▸ **Source data**
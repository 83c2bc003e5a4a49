//! `taskdeck` — local-first task tracker.
//!
//! The state model lives in `taskdeck-model`. This crate holds the pure
//! mutation engine ([`tasks`]), the derived views ([`view`]), persistence
//! to a key-value slot ([`persist`]), the [`store`] that ties them together,
//! and a thin command-line front end ([`cli`]).

pub mod cli;
pub mod config;
pub mod persist;
pub mod store;
pub mod tasks;
pub mod view;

▸ **What is needed**
Write out the material above exactly, leaving out no line.

▸ **Response to this exercise**
repository 83c2bc003e5a4a49
//! `taskdeck` — local-first task tracker.
//!
//! The state model lives in `taskdeck-model`. This crate holds the pure
//! mutation engine ([`tasks`]), the derived views ([`view`]), persistence
//! to a key-value slot ([`persist`]), the [`store`] that ties them together,
//! and a thin command-line front end ([`cli`]).

pub mod cli;
pub mod config;
pub mod persist;
pub mod store;
pub mod tasks;
pub mod view;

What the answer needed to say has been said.